Our Little Italian has, slowly but surely, turned into a Little Swede.
Messy Hair, Don't Care
Gone are the severe crew cuts, sensible navy blue shoes and crisp shirts favoured by the Italians. Swedes strongly believe in a child's right to express themselves based on who they are, rather than on how society expects them to behave. Adulthood, on the other hand, is very much about conformity, but for now at least the Bean is free as bird. Nobody would bad an eyelid if he went in to preschool wearing a tutu, and like many Swedish boys his hair is almost never cut. Rather convenient, this openmindedness, because he's decided he wants to grow a pony tail.
Potatoes, potatoes, potatoes
I now struggle to believe it, but there was a time the Bean did not like potatoes. For 2 years he lived on pasta which had the sauce mixed into it (can you imagine!!!), big chunks of oily focaccia, platters of roast or cured meats, juicy peaches handed to him at our local market. Now? Meatballs. The blandest of cooked hams. The odd cucumber stick. Mountains of potatoes. Can you tell I struggle with this particular change? I have to remind myself: fresh, interesting produce is hard to come by in a country where nothing grows for six months of the year, and anyway the summers do make up for it. In Milan he would never have been able to go foraging for blackberries or go on a school trip to pick and barbeque corn. He now knows not only what elderflower looks like when it's ready to pick but also what to do with it. And in any case: he still appreciates a good olive oil and a chunk of Grana, but won't touch pickled herring. Thank goodness.
All the cosy things
I am not going to mention the H-word (because heaven forbid we over-use it), but with two Scandinavian winters under his belt our Bean has the pursuit of creature comforts down to an art. Soft blankets, handknitted jumpers, long afternoons spent doing nothing but watch films and play trains. It surprises me how sloth-like a 4-year-old can be, but the little face tells me he likes nothing more.
And on a related note...
We fought and fought at first, about the overalls and the wellies and the hats, but now even he knows that if you are going to venture outdoors in Sweden, preparation is everything. Our array of outerwear, all with subtly different levels of fluffiness, warmth and waterproofness, has become vast. Children spend a portion of every school day playing outside, with the lower limit in temperature being about -15C, I think. We have not had to worry about an upper limit yet.
All this layering, in combination with a more gender-neutral approach to children's clothes, has had a fun side-effect: the opportunity to go really funky.
He picks his own clothes and I love watching how his mind works. At the moment it goes something like: Stripes underneath for warmth. Loud leggings (handmade by a friend of mine) for pizzazz. Soft t-shirt with fun print (this one is by Frugi) because, why not. Appropriate head wear to avoid upsetting your mother.
Then when you are finally ready to get out there...
Perhaps the biggest change of all has been the Bean's attitude to exploring the outdoors.
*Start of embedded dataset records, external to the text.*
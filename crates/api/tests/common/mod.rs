// Each test binary uses its own subset of these helpers.
#![allow(dead_code)]

use std::sync::Arc;
use std::time::Duration;

use axum::body::Body;
use axum::http::header::CONTENT_TYPE;
use axum::http::{HeaderName, Method, Request, Response, StatusCode};
use axum::Router;
use sqlx::PgPool;
use tower::ServiceExt;
use tower_http::catch_panic::CatchPanicLayer;
use tower_http::cors::CorsLayer;
use tower_http::request_id::{MakeRequestUuid, PropagateRequestIdLayer, SetRequestIdLayer};
use tower_http::timeout::TimeoutLayer;
use tower_http::trace::{DefaultMakeSpan, DefaultOnResponse, TraceLayer};
use tracing::Level;

use penfolio_api::config::ServerConfig;
use penfolio_api::routes;
use penfolio_api::state::AppState;

/// Build a test `ServerConfig` with safe defaults.
///
/// Uses `http://localhost:5173` as CORS origin (matching the dev default)
/// and a 30-second request timeout.
pub fn test_config() -> ServerConfig {
    ServerConfig {
        host: "127.0.0.1".to_string(),
        port: 0,
        cors_origins: vec!["http://localhost:5173".to_string()],
        request_timeout_secs: 30,
    }
}

/// Build the full application router with all middleware layers, using the
/// given database pool.
///
/// This mirrors the router construction in `main.rs` so integration tests
/// exercise the same middleware stack (CORS, request ID, timeout, tracing,
/// panic recovery) that production uses.
pub fn build_test_app(pool: PgPool) -> Router {
    let config = test_config();
    let event_bus = Arc::new(penfolio_events::EventBus::default());

    let state = AppState {
        pool,
        config: Arc::new(config),
        event_bus,
    };

    let cors = CorsLayer::new()
        .allow_origin(["http://localhost:5173".parse().unwrap()])
        .allow_methods([
            Method::GET,
            Method::POST,
            Method::PUT,
            Method::DELETE,
            Method::PATCH,
        ])
        .allow_headers([CONTENT_TYPE, HeaderName::from_static("x-user-id")])
        .allow_credentials(true)
        .max_age(Duration::from_secs(3600));

    let request_id_header = HeaderName::from_static("x-request-id");

    Router::new()
        .merge(routes::health::router())
        .nest("/api/v1", routes::api_routes())
        .layer(CatchPanicLayer::new())
        .layer(TimeoutLayer::with_status_code(
            StatusCode::REQUEST_TIMEOUT,
            Duration::from_secs(30),
        ))
        .layer(PropagateRequestIdLayer::new(request_id_header.clone()))
        .layer(
            TraceLayer::new_for_http()
                .make_span_with(DefaultMakeSpan::new().level(Level::INFO))
                .on_response(DefaultOnResponse::new().level(Level::INFO)),
        )
        .layer(SetRequestIdLayer::new(request_id_header, MakeRequestUuid))
        .layer(cors)
        .with_state(state)
}

// ---------------------------------------------------------------------------
// Request helpers
// ---------------------------------------------------------------------------

/// Send a GET request to the app.
pub async fn get(app: Router, uri: &str) -> Response<Body> {
    app.oneshot(
        Request::builder()
            .method(Method::GET)
            .uri(uri)
            .body(Body::empty())
            .unwrap(),
    )
    .await
    .unwrap()
}

/// Send a POST request with a JSON body.
pub async fn post_json(app: Router, uri: &str, body: serde_json::Value) -> Response<Body> {
    app.oneshot(
        Request::builder()
            .method(Method::POST)
            .uri(uri)
            .header(CONTENT_TYPE, "application/json")
            .body(Body::from(body.to_string()))
            .unwrap(),
    )
    .await
    .unwrap()
}

/// Send a POST request with a JSON body and an `x-user-id` header.
pub async fn post_json_as(
    app: Router,
    uri: &str,
    user_id: i64,
    body: serde_json::Value,
) -> Response<Body> {
    app.oneshot(
        Request::builder()
            .method(Method::POST)
            .uri(uri)
            .header(CONTENT_TYPE, "application/json")
            .header("x-user-id", user_id.to_string())
            .body(Body::from(body.to_string()))
            .unwrap(),
    )
    .await
    .unwrap()
}

/// Send a bodyless POST request (e.g. rollback).
pub async fn post_empty(app: Router, uri: &str) -> Response<Body> {
    app.oneshot(
        Request::builder()
            .method(Method::POST)
            .uri(uri)
            .body(Body::empty())
            .unwrap(),
    )
    .await
    .unwrap()
}

/// Send a PUT request with a JSON body.
pub async fn put_json(app: Router, uri: &str, body: serde_json::Value) -> Response<Body> {
    app.oneshot(
        Request::builder()
            .method(Method::PUT)
            .uri(uri)
            .header(CONTENT_TYPE, "application/json")
            .body(Body::from(body.to_string()))
            .unwrap(),
    )
    .await
    .unwrap()
}

/// Send a DELETE request to the app.
pub async fn delete(app: Router, uri: &str) -> Response<Body> {
    app.oneshot(
        Request::builder()
            .method(Method::DELETE)
            .uri(uri)
            .body(Body::empty())
            .unwrap(),
    )
    .await
    .unwrap()
}

/// Collect a response body and parse it as JSON.
pub async fn body_json(response: Response<Body>) -> serde_json::Value {
    use http_body_util::BodyExt;

    let bytes = response.into_body().collect().await.unwrap().to_bytes();
    serde_json::from_slice(&bytes).unwrap()
}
He still isn't that keen on getting wet. But now, see above. He practically has an armour at his disposal, and with he it he comes home covered in mud from his head to his tippy toes. My vaccuum cleaner doesn't like it much, but after so long sheperding him around concrete, smoggy Milan it makes my heart sing.
In a few years' time the Bean will start proper school. An ordinary Swedish one, most likely, so I'm quite sure we will have an even more Swedish Swedish boy. Lord help us - just this morning he pointed out: "Mum, you can't say Swedish words properly". Perhaps he will even learn to eat that herring?